Since then, as the GeneSiC range of patent-protected silicon carbide devices illustrates, the range of SiC options available to system designers looking to reap the benefits of this WBG technology in their applications has grown significantly. The Navitas GeneSiC portfolio includes merged PiN Schottky (MPS) diodes with voltage ratings up to 1200 V, SiC junction transistors and MOSFETs capable of handling voltages up to 1,700 V and 6,500 V respectively, and PiN devices with ratings as high as 15,000 V.

Where are Silicon Carbide (SiC) Semiconductors Used?

SiC semiconductors are being deployed in a wide variety of use cases that demand robust high-voltage, high-performance operation from small form factor, high-power-density designs where stable and reliable operation is needed independent of temperature.

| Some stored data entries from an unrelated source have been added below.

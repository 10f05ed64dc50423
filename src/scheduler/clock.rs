//! Time source for cooldown decisions.

use std::time::{Duration, Instant};

use parking_lot::Mutex;

/// Monotonic "now" provider.
pub trait Clock: Send + Sync {
    fn now(&self) -> Instant;
}

/// Real time.
#[derive(Debug, Default, Clone, Copy)]
pub struct MonotonicClock;

impl Clock for MonotonicClock {
    fn now(&self) -> Instant {
        Instant::now()
    }
}

/// Clock that only moves when told to. Used to drive cooldowns in tests.
#[derive(Debug)]
pub struct ManualClock {
    base: Instant,
    offset: Mutex<Duration>,
}

impl ManualClock {
    pub fn new() -> Self {
        Self {
            base: Instant::now(),
            offset: Mutex::new(Duration::ZERO),
        }
    }

    pub fn advance(&self, by: Duration) {
        *self.offset.lock() += by;
    }
}

impl Default for ManualClock {
    fn default() -> Self {
        Self::new()
    }
}

impl Clock for ManualClock {
    fn now(&self) -> Instant {
        self.base + *self.offset.lock()
    }
}
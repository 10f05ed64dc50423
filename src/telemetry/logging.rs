//! Logging setup for nodes embedding the scheduler.
//!
//! JSON or pretty output, to stderr or a file, filtered by an `EnvFilter`
//! directive string.

use std::fs::OpenOptions;
use std::path::{Path, PathBuf};
use std::str::FromStr;
use std::sync::Mutex;

use serde::{Deserialize, Serialize};
use thiserror::Error;
use tracing_subscriber::fmt::{self, writer::BoxMakeWriter};
use tracing_subscriber::layer::{Layer, SubscriberExt};
use tracing_subscriber::util::SubscriberInitExt;
use tracing_subscriber::{EnvFilter, Registry};

/// Line format for emitted events.
#[derive(Debug, Clone, Copy, Default, PartialEq, Eq, Serialize, Deserialize)]
#[serde(rename_all = "lowercase")]
pub enum LogFormat {
    /// One JSON object per event.
    #[default]
    Json,
    /// Multi-line human-readable output.
    Pretty,
}

impl FromStr for LogFormat {
    type Err = LogError;

    fn from_str(s: &str) -> Result<Self, Self::Err> {
        match s.trim().to_ascii_lowercase().as_str() {
            "json" => Ok(Self::Json),
            "pretty" => Ok(Self::Pretty),
            other => Err(LogError::UnknownFormat(other.to_string())),
        }
    }
}

#[derive(Debug, Clone, Serialize)]
pub struct LogConfig {
    pub format: LogFormat,
    /// Filter directives, e.g. "info" or "keyfetch_core=debug".
    pub level: String,
    /// Append to this file instead of stderr.
    pub output_path: Option<PathBuf>,
}

impl Default for LogConfig {
    fn default() -> Self {
        Self {
            format: LogFormat::default(),
            level: String::from("info"),
            output_path: None,
        }
    }
}

#[derive(Debug, Error)]
pub enum LogError {
    #[error("invalid log filter '{directives}': {reason}")]
    InvalidFilter { directives: String, reason: String },
    #[error("unknown log format: {0}")]
    UnknownFormat(String),
    #[error("cannot open log file {path}: {source}")]
    FileOpen {
        path: PathBuf,
        #[source]
        source: std::io::Error,
    },
    #[error("a global tracing subscriber is already installed")]
    AlreadyInitialized,
}

/// Install the global tracing subscriber. Call once at startup.
pub fn init_logging(config: &LogConfig) -> Result<(), LogError> {
    let filter = EnvFilter::try_new(&config.level).map_err(|e| LogError::InvalidFilter {
        directives: config.level.clone(),
        reason: e.to_string(),
    })?;
    let output = LogOutput::open(config.output_path.as_deref())?;

    tracing_subscriber::registry()
        .with(output.layer(config.format))
        .with(filter)
        .try_init()
        .map_err(|_| LogError::AlreadyInitialized)
}

/// Where formatted events go.
struct LogOutput {
    writer: BoxMakeWriter,
    ansi: bool,
}

impl LogOutput {
    fn open(path: Option<&Path>) -> Result<Self, LogError> {
        let Some(path) = path else {
            return Ok(Self {
                writer: BoxMakeWriter::new(std::io::stderr),
                ansi: true,
            });
        };
        let file = OpenOptions::new()
            .create(true)
            .append(true)
            .open(path)
            .map_err(|source| LogError::FileOpen { path: path.to_path_buf(), source })?;
        Ok(Self {
            writer: BoxMakeWriter::new(Mutex::new(file)),
            ansi: false,
        })
    }

    fn layer(self, format: LogFormat) -> Box<dyn Layer<Registry> + Send + Sync> {
        let base = fmt::layer().with_writer(self.writer).with_ansi(self.ansi);
        match format {
            LogFormat::Json => base.json().with_current_span(true).boxed(),
            LogFormat::Pretty => base.pretty().boxed(),
        }
    }
}
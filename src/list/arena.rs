//! Generational node arena backing [`OrderedList`](super::OrderedList).
//!
//! Nodes live in slots addressed by `u32` indices. Removing a node bumps the
//! slot generation and returns the slot to a free list, so a handle taken
//! before the removal can never alias a node inserted later.

use std::ops::{Index, IndexMut};
use std::sync::atomic::{AtomicU64, Ordering};

static NEXT_LIST_ID: AtomicU64 = AtomicU64::new(1);

/// Allocate a process-unique list identity.
pub(crate) fn next_list_id() -> u64 {
    NEXT_LIST_ID.fetch_add(1, Ordering::Relaxed)
}

/// Stable identity of one node in one list.
///
/// Equality is identity: two handles are equal only if they name the same
/// slot of the same list at the same generation.
#[derive(Debug, Clone, Copy, PartialEq, Eq, Hash)]
pub struct NodeHandle {
    pub(crate) list: u64,
    pub(crate) slot: u32,
    pub(crate) generation: u32,
}

impl NodeHandle {
    /// Identity of the list that issued this handle.
    pub fn list_id(&self) -> u64 {
        self.list
    }
}

/// Payload plus links. Links are slot indices within the same arena.
#[derive(Debug)]
pub(crate) struct Node<T> {
    pub(crate) value: T,
    pub(crate) prev: Option<u32>,
    pub(crate) next: Option<u32>,
}

#[derive(Debug)]
struct Slot<T> {
    generation: u32,
    node: Option<Node<T>>,
}

/// Slot storage with a free list.
#[derive(Debug)]
pub(crate) struct NodeArena<T> {
    slots: Vec<Slot<T>>,
    free: Vec<u32>,
}

impl<T> NodeArena<T> {
    pub(crate) fn new() -> Self {
        Self {
            slots: Vec::new(),
            free: Vec::new(),
        }
    }

    pub(crate) fn with_capacity(capacity: usize) -> Self {
        Self {
            slots: Vec::with_capacity(capacity),
            free: Vec::new(),
        }
    }

    /// Store a node, returning its slot and the slot's current generation.
    pub(crate) fn insert(&mut self, node: Node<T>) -> (u32, u32) {
        if let Some(slot) = self.free.pop() {
            let entry = &mut self.slots[slot as usize];
            entry.node = Some(node);
            return (slot, entry.generation);
        }
        let slot = u32::try_from(self.slots.len()).unwrap_or_else(|_| {
            panic!("node arena overflow: more than {} live nodes", u32::MAX)
        });
        self.slots.push(Slot {
            generation: 0,
            node: Some(node),
        });
        (slot, 0)
    }

    /// Vacate a slot. The generation is bumped so outstanding handles go stale.
    pub(crate) fn remove(&mut self, slot: u32) -> Option<Node<T>> {
        let entry = self.slots.get_mut(slot as usize)?;
        let node = entry.node.take()?;
        entry.generation = entry.generation.wrapping_add(1);
        self.free.push(slot);
        Some(node)
    }

    /// True if `slot` holds a node at exactly `generation`.
    pub(crate) fn is_live(&self, slot: u32, generation: u32) -> bool {
        self.slots
            .get(slot as usize)
            .map_or(false, |s| s.generation == generation && s.node.is_some())
    }

    pub(crate) fn generation(&self, slot: u32) -> u32 {
        self.slots[slot as usize].generation
    }

    /// Vacate every slot, keeping capacity and invalidating all handles.
    pub(crate) fn clear(&mut self) {
        self.free.clear();
        for (idx, entry) in self.slots.iter_mut().enumerate().rev() {
            if entry.node.take().is_some() {
                entry.generation = entry.generation.wrapping_add(1);
            }
            self.free.push(idx as u32);
        }
    }
}

impl<T> Index<u32> for NodeArena<T> {
    type Output = Node<T>;

    fn index(&self, slot: u32) -> &Node<T> {
        match self.slots.get(slot as usize).and_then(|s| s.node.as_ref()) {
            Some(node) => node,
            None => panic!("linked slot {slot} is vacant: list links are corrupt"),
        }
    }
}

impl<T> IndexMut<u32> for NodeArena<T> {
    fn index_mut(&mut self, slot: u32) -> &mut Node<T> {
        match self.slots.get_mut(slot as usize).and_then(|s| s.node.as_mut()) {
            Some(node) => node,
            None => panic!("linked slot {slot} is vacant: list links are corrupt"),
        }
    }
}
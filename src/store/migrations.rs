//! Schema for the preference store.
//!
//! The applied schema version is the highest row in `_migrations`. Opening a
//! store applies each newer migration together with its version row in one
//! transaction.

use libsql::Connection;

use crate::error::StoreError;

struct Migration {
    version: i64,
    name: &'static str,
    sql: &'static str,
}

/// Append only. Settings values are JSON text keyed by `(user_id, key)`.
static MIGRATIONS: &[Migration] = &[
    Migration {
        version: 1,
        name: "settings",
        sql: r#"
            CREATE TABLE IF NOT EXISTS settings (
                user_id TEXT NOT NULL,
                key TEXT NOT NULL,
                value TEXT NOT NULL,
                updated_at TEXT NOT NULL DEFAULT (datetime('now')),
                PRIMARY KEY (user_id, key)
            );
        "#,
    },
    Migration {
        version: 2,
        name: "settings_user_index",
        sql: r#"
            CREATE INDEX IF NOT EXISTS idx_settings_user ON settings(user_id);
        "#,
    },
];

const VERSION_TABLE: &str = "CREATE TABLE IF NOT EXISTS _migrations (
    version INTEGER PRIMARY KEY,
    name TEXT NOT NULL,
    applied_at TEXT NOT NULL DEFAULT (datetime('now'))
)";

/// Bring the preference schema up to the latest version.
pub async fn run_migrations(conn: &Connection) -> Result<(), StoreError> {
    conn.execute(VERSION_TABLE, ())
        .await
        .map_err(|e| StoreError::Migration(format!("version table: {e}")))?;

    let from = schema_version(conn).await?;
    let pending: Vec<&Migration> = MIGRATIONS.iter().filter(|m| m.version > from).collect();
    if pending.is_empty() {
        tracing::debug!(version = from, "Preference schema up to date");
        return Ok(());
    }

    for m in pending {
        tracing::info!(version = m.version, name = m.name, "Upgrading preference schema");
        let batch = format!(
            "BEGIN;\n{}\nINSERT INTO _migrations (version, name) VALUES ({}, '{}');\nCOMMIT;",
            m.sql, m.version, m.name
        );
        if let Err(e) = conn.execute_batch(&batch).await {
            let _ = conn.execute("ROLLBACK", ()).await;
            return Err(StoreError::Migration(format!(
                "V{} ({}): {e}",
                m.version, m.name
            )));
        }
    }
    Ok(())
}

/// Highest applied version, 0 for a fresh database.
async fn schema_version(conn: &Connection) -> Result<i64, StoreError> {
    let mut rows = conn
        .query("SELECT COALESCE(MAX(version), 0) FROM _migrations", ())
        .await
        .map_err(|e| StoreError::Migration(format!("schema version: {e}")))?;

    match rows
        .next()
        .await
        .map_err(|e| StoreError::Migration(format!("schema version: {e}")))?
    {
        Some(row) => row
            .get::<i64>(0)
            .map_err(|e| StoreError::Migration(format!("schema version: {e}"))),
        None => Ok(0),
    }
}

These include AC-DC rectifier and power factor correction (PFC) circuits, battery chargers, DC-DC converters, DC-AC inverters and frequency changers in applications ranging from electric vehicles (EVs) and traction control to data center architectures and solar inverters requiring 1000 – 1500 VDC operation.

The Navitas GeneSiC portfolio also supports 600-3300 V power transistors and rectifier products for demanding aerospace and oil drilling applications that require power-hungry control, communications, computing, propulsion and health monitoring systems.


The temperature robustness and radiation-hard properties of devices in the GeneSiC portfolio also allow these circuit elements to operate under extreme temperature and high radiation environments. The low on-state and switching losses of GeneSiC parts ensures much higher energy conversion efficiency, while offering a variety of features such as overload/short circuit protection, over-voltage protection, synchronization, over-temperature protection and the ability to run in parallel while providing low harmonic distortion, noise and EMI emissions.

How Does Silicon Carbide (SiC) Compare to Gallium Nitride (GaN)?

Compared to silicon that has a band-gap of 1.12 eV (electron-volts), GaN and SiC are compound semiconductors with band-gaps that are around three times higher at 3.39 eV and 3.26 eV respectively. This means that both can support higher voltages and higher frequencies, though there are a number of differences between the two technologies that impact how they work and where they are used.

Application design parameters for Si, GaN and SiC

One difference between GaN and SiC is speed in terms of electron mobility – how quickly electrons can move through the semiconductor material. At 2,000 cm²/Vs, GaN’s electron mobility is 30% faster than that of silicon, while SiC has an electron mobility of 650 cm²/Vs. These differences play a part in dictating the benefits that each technology offers a target application.

The higher electron mobility of GaN, for example, makes it much more suitable for high-performance, high-frequency applications, something that is further supported thanks to a very, very small percentage of the chip being actually consumed by the gate electrode. This ensures very low capacitance meaning it is easy to achieve higher frequencies (which is why GaN semiconductors are widely used in RF devices that switch in the gigahertz range).

SiC, on the other hand, with its higher thermal-conductivity and lower-frequency operation is more suited for higher-power applications including the higher-end voltages required in EVs and data centers, some solar-power designs, rail traction, wind turbines, grid distribution and industrial and medical imaging that do not always require high-frequency switching but do need higher-voltage operation and improved heat dissipation.

What is clear is that for power processing and fast charging, both GaN and SiC are superior materials to legacy silicon. 650V-rated GaN offers faster switching, integration, and lower costs, and is optimized for applications up to 20kW. The higher voltage and temperature properties of SiC make it optimal for devices over 1,000V and applications up to 20MW.